» **EXERCISE GOAL**: The data beneath this task has to be reprinted character for character.

» **SUPPLIED DATA**:
^^^^^^^^^^^^^^^^

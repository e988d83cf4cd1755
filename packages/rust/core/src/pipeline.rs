//! End-to-end pipeline: URL → validate → fetch → extract → generate artifacts.
//!
//! A run is strictly sequential and never returns an error: every stage failure
//! is converted into the `error` field of the [`PipelineResult`], together with
//! whatever partial data earlier stages produced and the full step trace.

use std::any::Any;
use std::panic::AssertUnwindSafe;
use std::sync::Arc;
use std::time::Instant;

use futures::FutureExt;
use tracing::{debug, error, info, instrument};

use quickstart_extractor::ContentExtractor;
use quickstart_fetcher::{FetchOptions, PageFetcher};
use quickstart_shared::{
    AppConfig, ExtractedInfo, PipelineResult, QuickstartError, Result, RunId, validate_url,
};

use crate::tracer::StepTracer;

/// Note attached to the extracted summary when the extractor recognized no tool.
pub const NO_TOOL_MESSAGE: &str = "No specific tool recognized by content extractor.";

// ---------------------------------------------------------------------------
// Progress
// ---------------------------------------------------------------------------

/// Progress callback for reporting pipeline status.
pub trait ProgressReporter: Send + Sync {
    /// Called for every step recorded in the trace, in order.
    fn step(&self, message: &str);
    /// Called once with the final result.
    fn done(&self, result: &PipelineResult);
}

/// No-op progress reporter for headless/test usage.
pub struct SilentProgress;

impl ProgressReporter for SilentProgress {
    fn step(&self, _message: &str) {}
    fn done(&self, _result: &PipelineResult) {}
}

// ---------------------------------------------------------------------------
// Pipeline
// ---------------------------------------------------------------------------

/// The extraction-and-bootstrap pipeline.
///
/// Holds only collaborators that are safe to share, so one `Pipeline` can
/// serve any number of concurrent runs.
#[derive(Clone)]
pub struct Pipeline {
    fetcher: PageFetcher,
    extractor: Arc<dyn ContentExtractor>,
}

impl Pipeline {
    /// Create a pipeline from its collaborators.
    pub fn new(fetcher: PageFetcher, extractor: Arc<dyn ContentExtractor>) -> Self {
        Self { fetcher, extractor }
    }

    /// Build the fetcher and extractor described by `config`.
    pub fn from_config(config: &AppConfig) -> Result<Self> {
        let fetcher = PageFetcher::new(&FetchOptions::from(&config.fetch))?;
        let extractor = quickstart_extractor::build_extractor(&config.extractor)?;
        Ok(Self::new(fetcher, extractor))
    }

    /// Name of the injected extractor.
    pub fn extractor_name(&self) -> &str {
        self.extractor.name()
    }

    /// Process one submitted URL.
    pub async fn run(&self, raw_url: &str) -> PipelineResult {
        self.run_with_progress(raw_url, &SilentProgress).await
    }

    /// Process one submitted URL, forwarding every step to `progress`.
    #[instrument(skip_all, fields(url = %raw_url))]
    pub async fn run_with_progress(
        &self,
        raw_url: &str,
        progress: &dyn ProgressReporter,
    ) -> PipelineResult {
        let start = Instant::now();
        let mut run = Run::new(RunId::new(), raw_url, progress);

        info!(run_id = %run.result.run_id, extractor = self.extractor.name(), "starting pipeline run");

        if let Err(err) = self.execute(raw_url, &mut run).await {
            run.fail(err);
        }

        let result = run.finish();
        progress.done(&result);

        info!(
            run_id = %result.run_id,
            ok = !result.is_error(),
            steps = result.steps.len(),
            elapsed_ms = start.elapsed().as_millis(),
            "pipeline run complete"
        );

        result
    }

    /// The stage sequence. Returns at the first failure.
    async fn execute(&self, raw_url: &str, run: &mut Run<'_>) -> Result<()> {
        // --- Validate ---
        run.step(format!("Attempting to fetch content from: {raw_url}"));
        let url = validate_url(raw_url)?;
        run.step(format!("URL validated: {url}"));

        // --- Fetch ---
        let page = self
            .fetcher
            .fetch(&url)
            .await
            .map_err(|e| e.with_submitted_url(raw_url))?;
        run.result.snippet = Some(page.snippet);
        run.step("Successfully fetched content snippet.");

        // --- Extract ---
        let name = self.extractor.name();
        run.step(format!("Calling ContentExtractor ({name}) for URL: {url}"));
        let extracted = AssertUnwindSafe(self.extractor.extract(&page.body, &url))
            .catch_unwind()
            .await
            .unwrap_or_else(|payload| {
                Err(QuickstartError::extraction(format!(
                    "extractor panicked: {}",
                    panic_message(&*payload)
                )))
            })
            .map_err(as_extraction_failure)?
            .normalized();
        run.step(format!(
            "ContentExtractor ({name}) finished. Tool identified: {}",
            extracted.tool_name.as_deref().unwrap_or("None")
        ));

        // --- Generate ---
        let artifacts = quickstart_artifacts::generate(&extracted);
        if extracted.docker_run_command.is_some() {
            run.step("Generated Bash script placeholder.");
        } else {
            run.step("No Bash script generated (no docker_run_command).");
        }
        if extracted.docker_compose_snippet.is_some() {
            run.step("Using Docker Compose snippet from extractor.");
        } else {
            run.step("No Docker Compose snippet found.");
        }

        let mut info = ExtractedInfo::from(extracted);
        if info.content.tool_name.is_none() && info.content.no_tool_found() {
            info.message = Some(NO_TOOL_MESSAGE.to_string());
        }

        run.result.extracted = Some(info);
        run.result.artifacts = Some(artifacts);
        Ok(())
    }
}

/// Every failure out of the extraction stage is reported the same way.
fn as_extraction_failure(err: QuickstartError) -> QuickstartError {
    match err {
        QuickstartError::Extraction { .. } => err,
        other => QuickstartError::extraction(other.to_string()),
    }
}

fn panic_message(payload: &(dyn Any + Send)) -> String {
    if let Some(msg) = payload.downcast_ref::<&str>() {
        (*msg).to_string()
    } else if let Some(msg) = payload.downcast_ref::<String>() {
        msg.clone()
    } else {
        "unknown panic payload".to_string()
    }
}

// ---------------------------------------------------------------------------
// Per-run state
// ---------------------------------------------------------------------------

/// State owned by a single run: its tracer, its partial result, its observer.
struct Run<'a> {
    tracer: StepTracer,
    result: PipelineResult,
    progress: &'a dyn ProgressReporter,
}

impl<'a> Run<'a> {
    fn new(run_id: RunId, raw_url: &str, progress: &'a dyn ProgressReporter) -> Self {
        Self {
            tracer: StepTracer::new(),
            result: PipelineResult::new(run_id, raw_url),
            progress,
        }
    }

    fn step(&mut self, message: impl Into<String>) {
        let message = message.into();
        debug!(step = %message);
        self.progress.step(&message);
        self.tracer.record(message);
    }

    fn fail(&mut self, err: QuickstartError) {
        error!(kind = ?err.kind(), error = %err, "pipeline stage failed");
        self.step(err.trace_entry());
        self.result.error = Some(err.user_message());
        self.result.error_kind = Some(err.kind());
    }

    fn finish(self) -> PipelineResult {
        let mut result = self.result;
        result.steps = self.tracer.into_steps();
        result
    }
}

// ---------------------------------------------------------------------------
// Tests
// ---------------------------------------------------------------------------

^^^^^^^^^^^^^^^^

» **ANSWER FOR THIS EXERCISE**:
repository e988d83cf4cd1755
filename packages/rust/core/src/pipeline.rs
//! End-to-end pipeline: URL → validate → fetch → extract → generate artifacts.
//!
//! A run is strictly sequential and never returns an error: every stage failure
//! is converted into the `error` field of the [`PipelineResult`], together with
//! whatever partial data earlier stages produced and the full step trace.

use std::any::Any;
use std::panic::AssertUnwindSafe;
use std::sync::Arc;
use std::time::Instant;

use futures::FutureExt;
use tracing::{debug, error, info, instrument};

use quickstart_extractor::ContentExtractor;
use quickstart_fetcher::{FetchOptions, PageFetcher};
use quickstart_shared::{
    AppConfig, ExtractedInfo, PipelineResult, QuickstartError, Result, RunId, validate_url,
};

use crate::tracer::StepTracer;

/// Note attached to the extracted summary when the extractor recognized no tool.
pub const NO_TOOL_MESSAGE: &str = "No specific tool recognized by content extractor.";

// ---------------------------------------------------------------------------
// Progress
// ---------------------------------------------------------------------------

/// Progress callback for reporting pipeline status.
pub trait ProgressReporter: Send + Sync {
    /// Called for every step recorded in the trace, in order.
    fn step(&self, message: &str);
    /// Called once with the final result.
    fn done(&self, result: &PipelineResult);
}

/// No-op progress reporter for headless/test usage.
pub struct SilentProgress;

impl ProgressReporter for SilentProgress {
    fn step(&self, _message: &str) {}
    fn done(&self, _result: &PipelineResult) {}
}

// ---------------------------------------------------------------------------
// Pipeline
// ---------------------------------------------------------------------------

/// The extraction-and-bootstrap pipeline.
///
/// Holds only collaborators that are safe to share, so one `Pipeline` can
/// serve any number of concurrent runs.
#[derive(Clone)]
pub struct Pipeline {
    fetcher: PageFetcher,
    extractor: Arc<dyn ContentExtractor>,
}

impl Pipeline {
    /// Create a pipeline from its collaborators.
    pub fn new(fetcher: PageFetcher, extractor: Arc<dyn ContentExtractor>) -> Self {
        Self { fetcher, extractor }
    }

    /// Build the fetcher and extractor described by `config`.
    pub fn from_config(config: &AppConfig) -> Result<Self> {
        let fetcher = PageFetcher::new(&FetchOptions::from(&config.fetch))?;
        let extractor = quickstart_extractor::build_extractor(&config.extractor)?;
        Ok(Self::new(fetcher, extractor))
    }

    /// Name of the injected extractor.
    pub fn extractor_name(&self) -> &str {
        self.extractor.name()
    }

    /// Process one submitted URL.
    pub async fn run(&self, raw_url: &str) -> PipelineResult {
        self.run_with_progress(raw_url, &SilentProgress).await
    }

    /// Process one submitted URL, forwarding every step to `progress`.
    #[instrument(skip_all, fields(url = %raw_url))]
    pub async fn run_with_progress(
        &self,
        raw_url: &str,
        progress: &dyn ProgressReporter,
    ) -> PipelineResult {
        let start = Instant::now();
        let mut run = Run::new(RunId::new(), raw_url, progress);

        info!(run_id = %run.result.run_id, extractor = self.extractor.name(), "starting pipeline run");

        if let Err(err) = self.execute(raw_url, &mut run).await {
            run.fail(err);
        }

        let result = run.finish();
        progress.done(&result);

        info!(
            run_id = %result.run_id,
            ok = !result.is_error(),
            steps = result.steps.len(),
            elapsed_ms = start.elapsed().as_millis(),
            "pipeline run complete"
        );

        result
    }

    /// The stage sequence. Returns at the first failure.
    async fn execute(&self, raw_url: &str, run: &mut Run<'_>) -> Result<()> {
        // --- Validate ---
        run.step(format!("Attempting to fetch content from: {raw_url}"));
        let url = validate_url(raw_url)?;
        run.step(format!("URL validated: {url}"));

        // --- Fetch ---
        let page = self
            .fetcher
            .fetch(&url)
            .await
            .map_err(|e| e.with_submitted_url(raw_url))?;
        run.result.snippet = Some(page.snippet);
        run.step("Successfully fetched content snippet.");

        // --- Extract ---
        let name = self.extractor.name();
        run.step(format!("Calling ContentExtractor ({name}) for URL: {url}"));
        let extracted = AssertUnwindSafe(self.extractor.extract(&page.body, &url))
            .catch_unwind()
            .await
            .unwrap_or_else(|payload| {
                Err(QuickstartError::extraction(format!(
                    "extractor panicked: {}",
                    panic_message(&*payload)
                )))
            })
            .map_err(as_extraction_failure)?
            .normalized();
        run.step(format!(
            "ContentExtractor ({name}) finished. Tool identified: {}",
            extracted.tool_name.as_deref().unwrap_or("None")
        ));

        // --- Generate ---
        let artifacts = quickstart_artifacts::generate(&extracted);
        if extracted.docker_run_command.is_some() {
            run.step("Generated Bash script placeholder.");
        } else {
            run.step("No Bash script generated (no docker_run_command).");
        }
        if extracted.docker_compose_snippet.is_some() {
            run.step("Using Docker Compose snippet from extractor.");
        } else {
            run.step("No Docker Compose snippet found.");
        }

        let mut info = ExtractedInfo::from(extracted);
        if info.content.tool_name.is_none() && info.content.no_tool_found() {
            info.message = Some(NO_TOOL_MESSAGE.to_string());
        }

        run.result.extracted = Some(info);
        run.result.artifacts = Some(artifacts);
        Ok(())
    }
}

/// Every failure out of the extraction stage is reported the same way.
fn as_extraction_failure(err: QuickstartError) -> QuickstartError {
    match err {
        QuickstartError::Extraction { .. } => err,
        other => QuickstartError::extraction(other.to_string()),
    }
}

fn panic_message(payload: &(dyn Any + Send)) -> String {
    if let Some(msg) = payload.downcast_ref::<&str>() {
        (*msg).to_string()
    } else if let Some(msg) = payload.downcast_ref::<String>() {
        msg.clone()
    } else {
        "unknown panic payload".to_string()
    }
}

// ---------------------------------------------------------------------------
// Per-run state
// ---------------------------------------------------------------------------

/// State owned by a single run: its tracer, its partial result, its observer.
struct Run<'a> {
    tracer: StepTracer,
    result: PipelineResult,
    progress: &'a dyn ProgressReporter,
}

impl<'a> Run<'a> {
    fn new(run_id: RunId, raw_url: &str, progress: &'a dyn ProgressReporter) -> Self {
        Self {
            tracer: StepTracer::new(),
            result: PipelineResult::new(run_id, raw_url),
            progress,
        }
    }

    fn step(&mut self, message: impl Into<String>) {
        let message = message.into();
        debug!(step = %message);
        self.progress.step(&message);
        self.tracer.record(message);
    }

    fn fail(&mut self, err: QuickstartError) {
        error!(kind = ?err.kind(), error = %err, "pipeline stage failed");
        self.step(err.trace_entry());
        self.result.error = Some(err.user_message());
        self.result.error_kind = Some(err.kind());
    }

    fn finish(self) -> PipelineResult {
        let mut result = self.result;
        result.steps = self.tracer.into_steps();
        result
    }
}

// ---------------------------------------------------------------------------
// Tests
// ---------------------------------------------------------------------------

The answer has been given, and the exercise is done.